About this task
Report every line of the entries that contains the word "edited".

╭─ Data records

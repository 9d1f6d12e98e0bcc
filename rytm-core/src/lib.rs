//! # rytm-core
//!
//! Behavior of a six-channel Euclidean trigger module: pattern generation,
//! clocking, replayable probability rolls, output decisions and versioned
//! non-volatile state. Independent of any board, display or input decoding.
//!
//! ## Quick Start
//!
//! ```rust,ignore
//! use rytm_core::config::Config;
//! use rytm_core::dispatch::dispatch;
//! use rytm_core::engine::{Engine, EngineSettings};
//! use rytm_core::io::LatchedOutput;
//! use rytm_core::persistence::{FileEeprom, PersistentStateStore};
//!
//! // 1. Defaults and timing from config
//! let config = Config::load();
//! let eeprom = FileEeprom::open(config.eeprom_path(), config.eeprom_capacity())?;
//! let mut store = PersistentStateStore::new(eeprom, config.defaults());
//!
//! // 2. Restore (or seed) the snapshot and build the engine
//! let state = store.load()?.state;
//! let mut engine = Engine::new(&state, [LatchedOutput::new(); 6], EngineSettings::from(&config));
//! engine.clock_mut().start_timer();
//!
//! // 3. Every loop pass: sample the clock jack, poll, dispatch user commands
//! engine.on_clock_input(clock_level, now_us);
//! engine.poll(now_us);
//! dispatch(&command, &mut engine, &mut store)?;
//! ```
//!
//! ## Module Overview
//!
//! - [`pattern`] — `PatternGenerator`, Euclidean classification and step cursor
//! - [`clock`] — `ClockEngine`, internal timer thread and external sync
//! - [`seed`] — `SeedSequencer`, the rewindable seed ring
//! - [`trigger`] — `ChannelTrigger`, probability roll and Trigger/Gate/Flip modes
//! - [`persistence`] — storage backends, snapshot layout, `PersistentStateStore`
//! - [`engine`] — `Engine`, owner of all per-channel arrays
//! - [`dispatch`] — `dispatch()`, the single entry point for commands
//! - [`config`] — TOML configuration (embedded defaults + user override)

pub mod clock;
pub mod config;
pub mod dispatch;
pub mod engine;
pub mod error;
pub mod io;
pub mod pattern;
pub mod persistence;
pub mod seed;
pub mod trigger;

pub use error::StoreError;
mod common;

use rytm_core::dispatch::dispatch;
use rytm_core::persistence::{FileEeprom, PersistentStateStore, SAVE_SLOT_COUNT};
use rytm_types::{Command, DeviceState, PatternParam, TriggerMode, DEFAULT_PATTERN};

use common::make_engine;

fn open(path: &std::path::Path) -> PersistentStateStore<FileEeprom> {
    let eeprom = FileEeprom::open(path, 1024).unwrap();
    PersistentStateStore::new(eeprom, DeviceState::default())
}

#[test]
fn edits_survive_power_cycle() {
    let dir = tempfile::tempdir().unwrap();
    let path = dir.path().join("eeprom.bin");

    let edited = {
        let mut store = open(&path);
        let boot = store.load().unwrap();
        assert!(boot.first_boot);
        let mut engine = make_engine(&boot.state);

        for cmd in [
            Command::ChangePattern { channel: 2, param: PatternParam::Steps, delta: -1 },
            Command::ChangePattern { channel: 2, param: PatternParam::Offset, delta: 1 },
            Command::SetMode { channel: 4, mode: TriggerMode::Gate },
            Command::SetProbability { channel: 4, fraction: 0.25 },
            Command::ChangeTempo(-10),
            Command::SelectChannel(3),
            Command::SaveChanges,
        ] {
            dispatch(&cmd, &mut engine, &mut store).unwrap();
        }
        engine.device_state()
    };

    let mut store = open(&path);
    let boot = store.load().unwrap();
    assert!(!boot.first_boot);
    assert_eq!(boot.state, edited);
    assert_eq!(boot.state.patterns[2].steps, 15);
    assert_eq!(boot.state.channels[4].probability, 25);
    assert_eq!(boot.state.tempo, 120);
    assert_eq!(boot.state.selected_channel, 3);
}

#[test]
fn unsaved_edits_are_lost() {
    let dir = tempfile::tempdir().unwrap();
    let path = dir.path().join("eeprom.bin");
    {
        let mut store = open(&path);
        let state = store.load().unwrap().state;
        let mut engine = make_engine(&state);
        let cmd = Command::ChangePattern { channel: 0, param: PatternParam::Hits, delta: 1 };
        dispatch(&cmd, &mut engine, &mut store).unwrap();
    }
    let mut store = open(&path);
    assert_eq!(store.load().unwrap().state.patterns[0], DEFAULT_PATTERN);
}

#[test]
fn first_boot_seeds_every_preset() {
    let dir = tempfile::tempdir().unwrap();
    let mut store = open(&dir.path().join("eeprom.bin"));
    store.load().unwrap();
    let mut engine = make_engine(&DeviceState::default());
    let cmd = Command::ChangePattern { channel: 1, param: PatternParam::Hits, delta: -2 };
    dispatch(&cmd, &mut engine, &mut store).unwrap();

    for bank in 0..SAVE_SLOT_COUNT {
        dispatch(&Command::LoadPreset(bank), &mut engine, &mut store).unwrap();
        assert_eq!(engine.patterns(), [DEFAULT_PATTERN; 6]);
    }
}
//! Byte layout of the live snapshot and the preset banks.
//!
//! ```text
//! offset  size  field
//!      0     9  tag "EUCLIDEAN"
//!      9     1  version
//!     10    24  6 x {steps, hits, offset, padding}
//!     34     1  output mode
//!     35     1  selected channel
//!     36     1  tempo
//!     37     1  internal clock flag
//!     38     1  clock input resolution
//!     39    12  6 x {mode, probability}
//!     51     6  6 x clock modifier
//!     57        bank 0, then 24 bytes per bank
//! ```
//!
//! Records are encoded with bincode's legacy configuration: fixed-width
//! little-endian integers and arrays without a length prefix. Enums are
//! stored as their one-byte index, never through serde's variant encoding.

use bincode::config::{self, Configuration, Fixint, LittleEndian, NoLimit};
use serde::{Deserialize, Serialize};

use rytm_types::{
    ChannelConfig, ClockMod, ClockResolution, ClockSource, DeviceState, PatternState,
    TriggerMode, CHANNEL_COUNT, MAX_TEMPO, MIN_TEMPO, PROB_SCALE,
};

use crate::error::Result;

pub const SNAPSHOT_TAG: [u8; 9] = *b"EUCLIDEAN";
pub const SNAPSHOT_VERSION: u8 = 5;

pub const PATTERN_RECORD_SIZE: usize = 4;
pub const PATTERN_ARRAY_SIZE: usize = PATTERN_RECORD_SIZE * CHANNEL_COUNT;
pub const SNAPSHOT_SIZE: usize = 9 + 1 + PATTERN_ARRAY_SIZE + 5 + 2 * CHANNEL_COUNT + CHANNEL_COUNT;

pub const SAVE_SLOT_COUNT: u8 = 4;

/// Address of the snapshot.
pub const SNAPSHOT_OFFSET: usize = 0;

/// Address of preset `bank`, clamped to the last bank.
pub fn bank_offset(bank: u8) -> usize {
    let bank = bank.min(SAVE_SLOT_COUNT - 1) as usize;
    SNAPSHOT_OFFSET + SNAPSHOT_SIZE + PATTERN_ARRAY_SIZE * bank
}

/// Bytes needed to hold the snapshot and every bank.
pub const fn required_capacity() -> usize {
    SNAPSHOT_SIZE + PATTERN_ARRAY_SIZE * SAVE_SLOT_COUNT as usize
}

fn wire() -> Configuration<LittleEndian, Fixint, NoLimit> {
    config::legacy()
}

#[derive(Debug, Clone, Copy, PartialEq, Eq, Serialize, Deserialize)]
struct ChannelRecord {
    mode: u8,
    probability: u8,
}

#[derive(Debug, Clone, PartialEq, Eq, Serialize, Deserialize)]
struct Snapshot {
    tag: [u8; 9],
    version: u8,
    patterns: [PatternState; CHANNEL_COUNT],
    output_mode: u8,
    selected_channel: u8,
    tempo: u8,
    internal_clock: bool,
    resolution: u8,
    channels: [ChannelRecord; CHANNEL_COUNT],
    clock_mods: [u8; CHANNEL_COUNT],
}

impl From<&DeviceState> for Snapshot {
    fn from(state: &DeviceState) -> Self {
        Self {
            tag: SNAPSHOT_TAG,
            version: SNAPSHOT_VERSION,
            patterns: state.patterns,
            output_mode: state.output_mode.index(),
            selected_channel: state.selected_channel,
            tempo: state.tempo,
            internal_clock: state.clock_source.is_internal(),
            resolution: state.resolution.index(),
            channels: state.channels.map(|c| ChannelRecord {
                mode: c.mode.index(),
                probability: c.probability,
            }),
            clock_mods: state.clock_mods.map(ClockMod::index),
        }
    }
}

impl Snapshot {
    fn is_current(&self) -> bool {
        self.tag == SNAPSHOT_TAG && self.version == SNAPSHOT_VERSION
    }

    fn into_state(self) -> DeviceState {
        DeviceState {
            patterns: self.patterns,
            channels: self.channels.map(|c| {
                ChannelConfig::new(TriggerMode::from_index(c.mode), c.probability.min(PROB_SCALE))
            }),
            clock_mods: self.clock_mods.map(ClockMod::from_index),
            output_mode: TriggerMode::from_index(self.output_mode),
            selected_channel: self.selected_channel.min(CHANNEL_COUNT as u8 - 1),
            tempo: self.tempo.clamp(MIN_TEMPO, MAX_TEMPO),
            clock_source: if self.internal_clock {
                ClockSource::Internal
            } else {
                ClockSource::External
            },
            resolution: ClockResolution::from_index(self.resolution),
        }
    }
}

pub fn encode_snapshot(state: &DeviceState) -> Result<[u8; SNAPSHOT_SIZE]> {
    let mut buf = [0u8; SNAPSHOT_SIZE];
    bincode::serde::encode_into_slice(Snapshot::from(state), &mut buf, wire())?;
    Ok(buf)
}

/// Decode a snapshot. `None` when the bytes do not hold a snapshot of the
/// current tag and version, including erased or corrupt memory.
pub fn decode_snapshot(bytes: &[u8]) -> Option<DeviceState> {
    let (snapshot, _): (Snapshot, usize) =
        bincode::serde::decode_from_slice(bytes, wire()).ok()?;
    snapshot.is_current().then(|| snapshot.into_state())
}

pub fn encode_patterns(patterns: &[PatternState; CHANNEL_COUNT]) -> Result<[u8; PATTERN_ARRAY_SIZE]> {
    let mut buf = [0u8; PATTERN_ARRAY_SIZE];
    bincode::serde::encode_into_slice(patterns, &mut buf, wire())?;
    Ok(buf)
}

pub fn decode_patterns(bytes: &[u8]) -> Result<[PatternState; CHANNEL_COUNT]> {
    let (patterns, _) = bincode::serde::decode_from_slice(bytes, wire())?;
    Ok(patterns)
}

╰─

Completed exercise
    let edited = {
    assert_eq!(boot.state, edited);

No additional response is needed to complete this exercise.